World Wide Web’s Birthday

Today is the traditional birthday of what was dubbed – and the name stuck – the world wide web. On April 30th, back in 1993, Timothy Berners-Lee released the source code of his idea to link together a global information sharing system, linked to various computers around the world. Dr. Berners-Lee was a researcher at CERN (Conseil européen pour la recherche nucléaire), the Swiss-based centre for nuclear research, and the web certainly went nuclear.
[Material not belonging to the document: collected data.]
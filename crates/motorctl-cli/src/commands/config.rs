//! Print the default simulation configuration

use anyhow::Result;
use motorctl_sim::SimConfig;

/// Print the built-in configuration as YAML, or JSON with `--json`.
pub fn execute(json: bool) -> Result<()> {
    let config = SimConfig::default();
    if json {
        println!("{}", serde_json::to_string_pretty(&config)?);
    } else {
        print!("{}", config.to_yaml_string()?);
    }
    Ok(())
}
One wonders now what we would do without it, as much of the wide world is locked down under house arrest, or at least spending a lot more time around the domicile. We are interconnected, in a way that has profound effect on just about every aspect of our lives, and even those of us who recall those pre-internet days – were they as halcyonic as I recall? – have difficulty imagining life now without access to a computer, which has access to thousands – even millions – of other computers.

There is always the philosophical and moral question of whether any given technology has made life better or worse – for no technology, in itself, is morally qualified, until it is used for some purpose which can be morally qualified by a rational agent, that is, a human. And there is a strong argument that the web has made things, overall, worse.

But we as individuals can always use it well. Not like the benighted denizens of Plato’s cave, watching idiotic videos – or worse, ensnaring ourselves in the metaphorical web of sin. Au contraire, for we also have access to all the great works of civilization, up to a certain era for free, and all of it, for a small price. Dump the Netflix and video gaming, and read some Shakespeare, Hopkins, Aquinas, Augustine, the Catechism, or even articles about them; learn a language or a skill, how to fix your bike, or bake bread (even if yeast be hard to find); download some fine podcasts; and, in conversation over the web, adopt what Thomas calls eutrepalia, or ‘good table talk’, edifying and stimulating – always, always to greater virtue, in true Platonic and Aristotelian fashion. Oh, yeah, them too.

But after all that, or even before, get outside if you can. Breathe God’s good fresh air and bright sunshine, and give gratitude to Him, as the Creator of all things.

Sun and moon, wind and rain, praise the Lord!